Find every line in the entries that holds the string "explicit" and report it.

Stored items
Content starts
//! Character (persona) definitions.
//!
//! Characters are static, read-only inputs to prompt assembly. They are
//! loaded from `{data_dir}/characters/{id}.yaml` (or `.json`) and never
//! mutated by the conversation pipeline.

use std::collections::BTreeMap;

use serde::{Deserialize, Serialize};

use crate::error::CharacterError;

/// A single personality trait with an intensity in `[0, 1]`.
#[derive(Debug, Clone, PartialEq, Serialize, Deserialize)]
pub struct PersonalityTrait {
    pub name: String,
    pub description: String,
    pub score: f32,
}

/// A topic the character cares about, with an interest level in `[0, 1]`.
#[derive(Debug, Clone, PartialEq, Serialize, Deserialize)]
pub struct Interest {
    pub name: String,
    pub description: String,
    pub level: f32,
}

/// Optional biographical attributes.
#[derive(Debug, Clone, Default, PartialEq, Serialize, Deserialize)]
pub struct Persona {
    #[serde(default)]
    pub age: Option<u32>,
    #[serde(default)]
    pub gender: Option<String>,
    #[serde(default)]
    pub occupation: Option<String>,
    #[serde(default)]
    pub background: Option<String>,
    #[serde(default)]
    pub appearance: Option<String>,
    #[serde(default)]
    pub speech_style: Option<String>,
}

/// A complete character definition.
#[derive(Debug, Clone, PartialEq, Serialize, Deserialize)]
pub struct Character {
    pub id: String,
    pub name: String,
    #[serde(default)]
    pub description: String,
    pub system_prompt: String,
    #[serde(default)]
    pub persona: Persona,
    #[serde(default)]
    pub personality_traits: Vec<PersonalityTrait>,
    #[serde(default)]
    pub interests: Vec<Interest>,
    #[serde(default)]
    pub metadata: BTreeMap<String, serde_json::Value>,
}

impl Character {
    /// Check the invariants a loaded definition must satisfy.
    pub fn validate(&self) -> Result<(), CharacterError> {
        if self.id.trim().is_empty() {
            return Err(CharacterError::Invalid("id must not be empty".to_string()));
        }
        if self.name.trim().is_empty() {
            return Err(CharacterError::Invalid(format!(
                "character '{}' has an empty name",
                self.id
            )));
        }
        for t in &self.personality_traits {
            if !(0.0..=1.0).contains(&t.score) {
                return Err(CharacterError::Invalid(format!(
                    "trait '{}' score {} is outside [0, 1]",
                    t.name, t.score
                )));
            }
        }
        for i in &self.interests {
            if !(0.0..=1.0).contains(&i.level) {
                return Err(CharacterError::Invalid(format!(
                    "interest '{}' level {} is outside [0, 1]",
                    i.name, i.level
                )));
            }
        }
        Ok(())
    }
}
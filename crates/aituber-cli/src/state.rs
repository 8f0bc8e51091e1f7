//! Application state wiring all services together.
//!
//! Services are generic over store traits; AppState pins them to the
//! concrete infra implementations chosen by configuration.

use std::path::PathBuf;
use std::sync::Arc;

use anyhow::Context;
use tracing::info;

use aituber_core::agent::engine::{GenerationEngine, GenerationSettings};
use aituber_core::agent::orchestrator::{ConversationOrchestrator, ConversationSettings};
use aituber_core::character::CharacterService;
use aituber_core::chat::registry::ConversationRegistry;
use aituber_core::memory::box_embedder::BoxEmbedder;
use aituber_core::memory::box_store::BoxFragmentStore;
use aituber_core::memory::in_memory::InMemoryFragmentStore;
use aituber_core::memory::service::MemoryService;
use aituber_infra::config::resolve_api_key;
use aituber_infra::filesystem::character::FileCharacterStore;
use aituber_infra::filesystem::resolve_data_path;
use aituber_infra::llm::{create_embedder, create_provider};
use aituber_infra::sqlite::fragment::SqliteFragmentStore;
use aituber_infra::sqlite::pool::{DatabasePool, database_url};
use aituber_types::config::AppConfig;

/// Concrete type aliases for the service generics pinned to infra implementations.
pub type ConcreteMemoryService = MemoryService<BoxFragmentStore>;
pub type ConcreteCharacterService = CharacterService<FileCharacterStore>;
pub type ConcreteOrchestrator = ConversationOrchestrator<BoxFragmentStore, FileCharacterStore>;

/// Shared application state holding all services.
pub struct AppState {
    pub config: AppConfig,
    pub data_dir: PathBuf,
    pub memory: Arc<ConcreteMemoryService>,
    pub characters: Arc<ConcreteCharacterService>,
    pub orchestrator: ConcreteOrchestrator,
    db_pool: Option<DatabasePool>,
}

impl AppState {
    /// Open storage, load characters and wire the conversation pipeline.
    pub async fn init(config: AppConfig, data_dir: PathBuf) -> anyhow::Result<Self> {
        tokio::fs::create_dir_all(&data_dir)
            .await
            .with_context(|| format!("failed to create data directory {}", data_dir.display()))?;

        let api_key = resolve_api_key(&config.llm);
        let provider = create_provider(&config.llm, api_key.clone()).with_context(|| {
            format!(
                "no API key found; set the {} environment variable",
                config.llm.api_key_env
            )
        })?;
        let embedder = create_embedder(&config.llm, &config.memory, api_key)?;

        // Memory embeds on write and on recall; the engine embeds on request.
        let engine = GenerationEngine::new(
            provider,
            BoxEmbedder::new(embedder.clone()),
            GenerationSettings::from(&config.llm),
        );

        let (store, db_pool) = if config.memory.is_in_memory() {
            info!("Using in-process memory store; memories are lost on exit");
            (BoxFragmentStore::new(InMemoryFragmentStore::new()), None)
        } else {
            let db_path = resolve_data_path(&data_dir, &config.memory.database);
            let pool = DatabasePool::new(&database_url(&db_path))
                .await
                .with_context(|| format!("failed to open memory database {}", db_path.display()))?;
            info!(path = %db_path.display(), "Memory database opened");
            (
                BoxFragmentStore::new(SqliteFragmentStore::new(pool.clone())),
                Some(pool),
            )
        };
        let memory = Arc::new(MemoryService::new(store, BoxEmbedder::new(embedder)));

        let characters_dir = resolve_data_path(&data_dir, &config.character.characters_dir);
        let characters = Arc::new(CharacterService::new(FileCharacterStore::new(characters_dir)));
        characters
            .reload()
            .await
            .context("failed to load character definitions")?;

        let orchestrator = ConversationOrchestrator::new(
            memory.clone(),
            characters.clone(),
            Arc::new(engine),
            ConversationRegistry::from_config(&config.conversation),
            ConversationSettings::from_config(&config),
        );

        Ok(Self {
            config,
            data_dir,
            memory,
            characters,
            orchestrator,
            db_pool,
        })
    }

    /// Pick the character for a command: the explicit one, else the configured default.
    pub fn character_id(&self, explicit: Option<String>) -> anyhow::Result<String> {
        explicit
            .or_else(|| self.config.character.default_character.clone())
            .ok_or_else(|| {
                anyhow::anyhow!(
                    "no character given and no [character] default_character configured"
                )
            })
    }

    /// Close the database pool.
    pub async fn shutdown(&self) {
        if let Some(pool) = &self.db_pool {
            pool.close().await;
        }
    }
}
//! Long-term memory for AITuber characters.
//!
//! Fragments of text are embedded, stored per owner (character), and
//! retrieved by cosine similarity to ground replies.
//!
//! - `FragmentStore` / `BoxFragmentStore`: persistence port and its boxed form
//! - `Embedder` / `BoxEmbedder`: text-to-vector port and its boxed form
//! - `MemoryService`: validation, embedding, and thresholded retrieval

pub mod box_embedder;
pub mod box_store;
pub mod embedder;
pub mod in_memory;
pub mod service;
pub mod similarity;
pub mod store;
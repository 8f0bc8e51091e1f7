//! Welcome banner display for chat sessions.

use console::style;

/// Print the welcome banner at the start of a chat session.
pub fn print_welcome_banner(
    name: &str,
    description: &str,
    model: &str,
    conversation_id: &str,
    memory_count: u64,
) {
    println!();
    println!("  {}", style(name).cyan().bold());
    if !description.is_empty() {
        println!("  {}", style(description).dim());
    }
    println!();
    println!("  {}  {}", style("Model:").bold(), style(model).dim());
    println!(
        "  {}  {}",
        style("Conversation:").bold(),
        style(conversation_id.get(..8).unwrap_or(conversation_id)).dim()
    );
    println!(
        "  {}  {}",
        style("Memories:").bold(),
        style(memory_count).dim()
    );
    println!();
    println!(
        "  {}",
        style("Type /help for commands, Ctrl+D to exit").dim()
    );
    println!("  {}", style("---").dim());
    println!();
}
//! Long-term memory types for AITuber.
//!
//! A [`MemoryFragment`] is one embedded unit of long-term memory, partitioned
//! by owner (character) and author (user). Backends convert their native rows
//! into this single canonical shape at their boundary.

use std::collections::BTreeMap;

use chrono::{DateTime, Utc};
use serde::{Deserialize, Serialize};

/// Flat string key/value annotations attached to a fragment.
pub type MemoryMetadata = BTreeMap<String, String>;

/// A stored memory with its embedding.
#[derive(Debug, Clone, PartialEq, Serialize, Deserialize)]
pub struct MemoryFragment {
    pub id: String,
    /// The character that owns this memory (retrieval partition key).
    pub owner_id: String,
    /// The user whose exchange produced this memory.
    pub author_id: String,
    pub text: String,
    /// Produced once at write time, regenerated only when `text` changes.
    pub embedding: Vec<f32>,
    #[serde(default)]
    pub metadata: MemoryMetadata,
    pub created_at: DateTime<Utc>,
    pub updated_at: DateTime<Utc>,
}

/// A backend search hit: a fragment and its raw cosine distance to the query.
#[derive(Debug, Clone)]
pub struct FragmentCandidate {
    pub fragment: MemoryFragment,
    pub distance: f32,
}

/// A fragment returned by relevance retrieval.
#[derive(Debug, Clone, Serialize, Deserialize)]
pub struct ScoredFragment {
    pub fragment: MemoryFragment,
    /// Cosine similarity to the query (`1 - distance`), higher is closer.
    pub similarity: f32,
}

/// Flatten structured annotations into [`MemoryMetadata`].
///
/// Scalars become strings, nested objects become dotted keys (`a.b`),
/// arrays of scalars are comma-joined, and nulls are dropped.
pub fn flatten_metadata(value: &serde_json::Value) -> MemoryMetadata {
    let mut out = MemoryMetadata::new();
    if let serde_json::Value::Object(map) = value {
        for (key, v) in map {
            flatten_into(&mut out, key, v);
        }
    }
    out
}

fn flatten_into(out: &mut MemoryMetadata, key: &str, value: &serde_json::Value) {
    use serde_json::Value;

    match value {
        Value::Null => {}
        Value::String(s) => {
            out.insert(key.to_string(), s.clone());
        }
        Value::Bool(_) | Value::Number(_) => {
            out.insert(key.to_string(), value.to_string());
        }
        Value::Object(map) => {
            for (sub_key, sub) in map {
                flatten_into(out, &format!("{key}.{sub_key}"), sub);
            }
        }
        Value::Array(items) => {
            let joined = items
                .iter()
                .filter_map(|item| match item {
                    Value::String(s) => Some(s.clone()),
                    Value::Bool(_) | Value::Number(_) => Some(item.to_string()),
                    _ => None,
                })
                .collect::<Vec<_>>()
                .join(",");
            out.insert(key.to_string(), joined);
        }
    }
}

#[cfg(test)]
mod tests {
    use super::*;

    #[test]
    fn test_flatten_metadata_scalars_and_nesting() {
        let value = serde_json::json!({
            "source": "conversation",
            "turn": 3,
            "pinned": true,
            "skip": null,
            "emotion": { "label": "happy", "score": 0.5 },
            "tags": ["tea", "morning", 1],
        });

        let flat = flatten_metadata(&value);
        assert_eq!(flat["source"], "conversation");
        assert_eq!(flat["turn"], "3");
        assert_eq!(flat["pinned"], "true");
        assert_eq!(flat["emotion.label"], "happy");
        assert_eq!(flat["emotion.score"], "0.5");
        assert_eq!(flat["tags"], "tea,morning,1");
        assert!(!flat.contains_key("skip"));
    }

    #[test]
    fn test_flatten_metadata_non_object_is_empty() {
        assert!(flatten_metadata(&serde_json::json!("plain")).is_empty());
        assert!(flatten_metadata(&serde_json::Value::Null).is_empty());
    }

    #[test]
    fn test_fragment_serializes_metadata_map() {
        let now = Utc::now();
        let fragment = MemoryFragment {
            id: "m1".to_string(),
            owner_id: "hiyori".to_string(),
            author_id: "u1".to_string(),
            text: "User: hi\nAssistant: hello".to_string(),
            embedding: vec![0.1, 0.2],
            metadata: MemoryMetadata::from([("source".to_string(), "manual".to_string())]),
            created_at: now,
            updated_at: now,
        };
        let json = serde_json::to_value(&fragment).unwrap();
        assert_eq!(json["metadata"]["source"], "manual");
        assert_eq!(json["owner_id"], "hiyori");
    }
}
Content ends
### RESPONSE TO THIS EXERCISE
    /// Pick the character for a command: the explicit one, else the configured default.
    pub fn character_id(&self, explicit: Option<String>) -> anyhow::Result<String> {
        explicit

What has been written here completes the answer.